Abstract

Objective: To determine the incidence of unrecognised oesophageal intubation by paramedics in a metropolitan setting. Methods: A retrospective observational analysis was conducted. Patient health care records from the Ambulance Service of New South Wales were used to identify patients who had been intubated by paramedics between 1 January 2007 and 31 December 2010, and transported to St George Hospital, Sydney. Medical records from St George Hospital were reviewed to determine the position of the endotracheal tube (ETT) on arrival in the Emergency Department.
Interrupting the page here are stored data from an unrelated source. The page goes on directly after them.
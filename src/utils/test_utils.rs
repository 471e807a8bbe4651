//! Test utilities for raffle codec testing.

#[cfg(test)]
pub mod utils {
    use crate::cell::Cell;
    use crate::error::CodecError;
    use crate::executor::stack::StackValue;
    use crate::executor::{
        ContractExecutor, ExecutionResult, ExitCode, GetMethodResult, InternalMessage,
    };
    use crate::raffle::storage::{
        AddressSlice, CommissionSlice, NftItem, NftSlice, StateSlice, decode_storage,
        encode_storage,
    };
    use crate::raffle::{GET_RAFFLE_STATE, RaffleState};
    use crate::types::address::Address;
    use crate::types::coins::{Coins, NANO_PER_COIN};
    use crate::types::hash::{HASH_LEN, Hash};
    use std::sync::atomic::{AtomicU64, Ordering};

    static COUNTER: AtomicU64 = AtomicU64::new(1);

    /// Returns a hash unique within the test process.
    pub fn random_hash() -> Hash {
        let n = COUNTER.fetch_add(1, Ordering::Relaxed);
        let mut value = [0u8; HASH_LEN];
        value[..8].copy_from_slice(&n.to_le_bytes());
        Hash(value)
    }

    pub fn random_address() -> Address {
        Address::basechain(random_hash())
    }

    /// Complete set of storage inputs with fresh addresses.
    #[derive(Debug, Clone)]
    pub struct RaffleFixture {
        pub state: StateSlice,
        pub addresses: AddressSlice,
        pub commissions: CommissionSlice,
        pub nfts: NftSlice,
    }

    impl RaffleFixture {
        /// Active raffle with `left` and `right` unreceived NFTs and a commission
        /// of half a coin per NFT.
        pub fn new(left: u8, right: u8) -> Self {
            let half = Coins::from_nano(NANO_PER_COIN / 2);
            let items = |n: u8| -> Vec<NftItem> {
                (0..n)
                    .map(|_| NftItem {
                        addr: random_address(),
                        received: false,
                    })
                    .collect()
            };
            Self {
                state: StateSlice {
                    state: RaffleState::Active,
                    right_nfts_count: right,
                    left_nfts_count: left,
                },
                addresses: AddressSlice {
                    left_user: random_address(),
                    right_user: random_address(),
                    super_user: random_address(),
                },
                commissions: CommissionSlice {
                    left_commission: Coins::from_nano(half.nano() * left as u128),
                    right_commission: Coins::from_nano(half.nano() * right as u128),
                    coins_for_nft: half,
                },
                nfts: NftSlice {
                    left_nfts: items(left),
                    right_nfts: items(right),
                },
            }
        }

        pub fn encode(&self) -> Result<Cell, CodecError> {
            encode_storage(&self.state, &self.addresses, &self.commissions, &self.nfts)
        }
    }

    /// Executor that runs no contract code.
    ///
    /// Messages are recorded and answered with `exit_code`; the storage cell is
    /// never modified and `get::raffle_state` returns it decoded.
    pub struct EchoExecutor {
        pub storage: Cell,
        pub received: Vec<InternalMessage>,
        pub exit_code: ExitCode,
    }

    impl EchoExecutor {
        pub fn new(storage: Cell) -> Self {
            Self {
                storage,
                received: Vec::new(),
                exit_code: ExitCode::OK,
            }
        }
    }

    impl ContractExecutor for EchoExecutor {
        fn send_internal(
            &mut self,
            message: InternalMessage,
        ) -> Result<ExecutionResult, CodecError> {
            self.received.push(message);
            Ok(ExecutionResult {
                exit_code: self.exit_code,
                actions: Vec::new(),
            })
        }

        fn run_get_method(
            &self,
            method: &str,
            _args: &[StackValue],
        ) -> Result<GetMethodResult, CodecError> {
            if method != GET_RAFFLE_STATE {
                return Ok(GetMethodResult {
                    exit_code: ExitCode::NOT_FOUND,
                    stack: Vec::new(),
                });
            }
            Ok(GetMethodResult {
                exit_code: ExitCode::OK,
                stack: decode_storage(&self.storage)?.to_stack()?,
            })
        }
    }

    #[test]
    fn hashes_are_unique() {
        assert_ne!(random_hash(), random_hash());
        assert_ne!(random_address(), random_address());
    }

    #[test]
    fn unknown_get_method() {
        let executor = EchoExecutor::new(RaffleFixture::new(1, 1).encode().unwrap());
        let result = executor.run_get_method("get::nothing", &[]).unwrap();
        assert_eq!(result.exit_code, ExitCode::NOT_FOUND);
        assert!(result.stack.is_empty());
    }
}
Results: During the study period, 196 patients were identified as having an ETT in-situ on arrival to the emergency department. There was inadequate documentation for 67 patients to determine ETT placement. Of the 129 patients included in the final analysis, 4 (3.1%, 95% confidence interval (CI) 0.9–7.8%) had an unrecognised oesophageal intubation. The final ETT positions of the remaining 125 patients were 85.3% (95% CI 78–90.9%) located in the trachea, 10.1% (95% CI 5.5–16.6%) located in a primary bronchus, 0.8% (95% CI 0–4.2%) in the larynx and 0.8% (95% CI 0–4.2%) in the pharynx. Conclusion: The incidence of unrecognised oesophageal intubations in this study was consistent with other reports in the literature, although higher than expected given the training and equipment used in this setting. An incidence of unrecognised oesophageal intubations of zero should be the goal of emergency medical services. The incidence of unrecognised oesophageal intubations may be reduced through recursive training programs and the use of quantitative waveform capnography.